If he took the rocks and such from the ground sure...but if he took it from the walls of his neighbors house, I don't think it's applicable. Developed vs. undeveloped.
As an aside, "Squatter's rights," like much of longstanding bankruptcy law have a common-law link to the 7 years limit on debts in the OT. The assumption is if the owner couldn't have been bothered with the properties for so many years, that they really didn't have an interest in it anyways. In the New London case, in most of the properties, people were actively living on the direct portion of the small properties. While your argument has some merit for the "investment properties", I think it quite a leap to include actual homes that the owners live in as falling into the category of "undeveloped".
And regardless of whether one walks his fenceline or not, one could argue that private property should be protected whether you EVER use it or not.
I'm not agreeing with the 200 years of American legal tradition---I probably fall more with the "pristine" libertarians who say that your property is your property, no matter what, and it shouldn't matter if your property development benefits ANYONE else.

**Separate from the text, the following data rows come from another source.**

//! Store Adapter Module
//!
//! Abstracts the remote key-value store behind the `StoreBackend` trait.
//! The production backend is Redis; an in-memory backend exists for tests
//! and single-node development. Any store implementing this surface
//! satisfies the caching layer's contract.

mod memory;
mod redis_store;

pub use memory::MemoryStore;
pub use redis_store::{RedisStore, INITIAL_BACKOFF_MS, MAX_BACKOFF_MS};

use async_trait::async_trait;

use crate::error::StoreResult;

// == Key TTL ==
/// Remaining lifetime of a stored key.
#[derive(Debug, Clone, Copy, PartialEq, Eq)]
pub enum KeyTtl {
    /// The key does not exist (or has expired)
    Absent,
    /// The key exists and never expires
    NoExpiry,
    /// The key exists and expires after this many seconds
    Remaining(u64),
}

// == Store Backend Trait ==
/// Operation surface required of the backing key-value store.
///
/// All operations are async and fallible; implementations are shared across
/// request handlers and the warming scheduler, so they must be `Send + Sync`
/// and must not hold locks across store round-trips.
#[async_trait]
pub trait StoreBackend: Send + Sync {
    /// Fetch the raw value stored under `key`, if present and not expired.
    async fn get(&self, key: &str) -> StoreResult<Option<String>>;

    /// Store `value` under `key` with an expiry of `ttl_seconds`.
    async fn set_ex(&self, key: &str, value: &str, ttl_seconds: u64) -> StoreResult<()>;

    /// Delete a single key. Returns true if the key existed.
    async fn del(&self, key: &str) -> StoreResult<bool>;

    /// Delete every key matching a glob pattern. Returns the number removed.
    async fn del_matching(&self, pattern: &str) -> StoreResult<usize>;

    /// Check whether `key` exists and has not expired.
    async fn exists(&self, key: &str) -> StoreResult<bool>;

    /// Remaining lifetime of `key`.
    async fn ttl(&self, key: &str) -> StoreResult<KeyTtl>;

    /// Atomically increment the integer stored under `key`.
    ///
    /// An absent key is treated as 0, so the first increment yields 1.
    async fn incr(&self, key: &str) -> StoreResult<i64>;

    /// Atomically decrement the integer stored under `key`.
    async fn decr(&self, key: &str) -> StoreResult<i64>;

    /// Total number of keys held by the store.
    async fn key_count(&self) -> StoreResult<u64>;

    /// Bytes of memory used by the store, when the backend can report it.
    async fn memory_usage(&self) -> StoreResult<Option<u64>>;
}
//! Force-click data register access

use super::{DATA_REGS_MAX_SIZE, FORCE_CLICK_OFFSET};
use rmi4_core::{RegisterTransport, TransportError, errno};

/// Raw copy of the F21 data registers from the last attention.
#[derive(Debug, Clone, Copy, PartialEq, Eq, Default)]
pub struct F21DataRegisters {
    raw: [u8; DATA_REGS_MAX_SIZE],
}

impl F21DataRegisters {
    pub fn new(force_click: u8) -> Self {
        Self { raw: [force_click] }
    }

    pub fn force_click(&self) -> u8 {
        let [value] = self.raw;
        value
    }

    pub fn as_bytes(&self) -> &[u8] {
        &self.raw
    }
}

/// Address of the force-click register, or `None` past the 16-bit register space.
pub fn force_click_address(data_base_addr: u16, offset: u16) -> Option<u16> {
    data_base_addr.checked_add(offset)
}

/// Read the force-click byte at `data_base_addr + FORCE_CLICK_OFFSET`.
pub fn read_force_click_byte(
    transport: &mut dyn RegisterTransport,
    data_base_addr: u16,
) -> Result<u8, TransportError> {
    read_force_click_byte_at(transport, data_base_addr, FORCE_CLICK_OFFSET)
}

/// Read the force-click byte at an explicit offset from the data base.
///
/// Exactly one byte is read; an address past `0xFFFF` fails with `-EINVAL`
/// without touching the bus.
pub fn read_force_click_byte_at(
    transport: &mut dyn RegisterTransport,
    data_base_addr: u16,
    offset: u16,
) -> Result<u8, TransportError> {
    let address = force_click_address(data_base_addr, offset)
        .ok_or(TransportError::new(data_base_addr, errno::EINVAL))?;

    let mut regs = F21DataRegisters::default();
    transport.read_block(address, &mut regs.raw)?;
    Ok(regs.force_click())
}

My point here---and the one people are trying to dodge---is that this, after all, IS the understanding and framework that we have had for almost 200 years, and to ditch that would seem to me to be, well, "Judicial activism."
I think the argument ought to be framed differently: it seems that whether courts uphold existing law or "write" new law, they are always ruling in favor of government over individuals---except when it comes to national security, when they almost always rule in favor of individuals over the rest of us.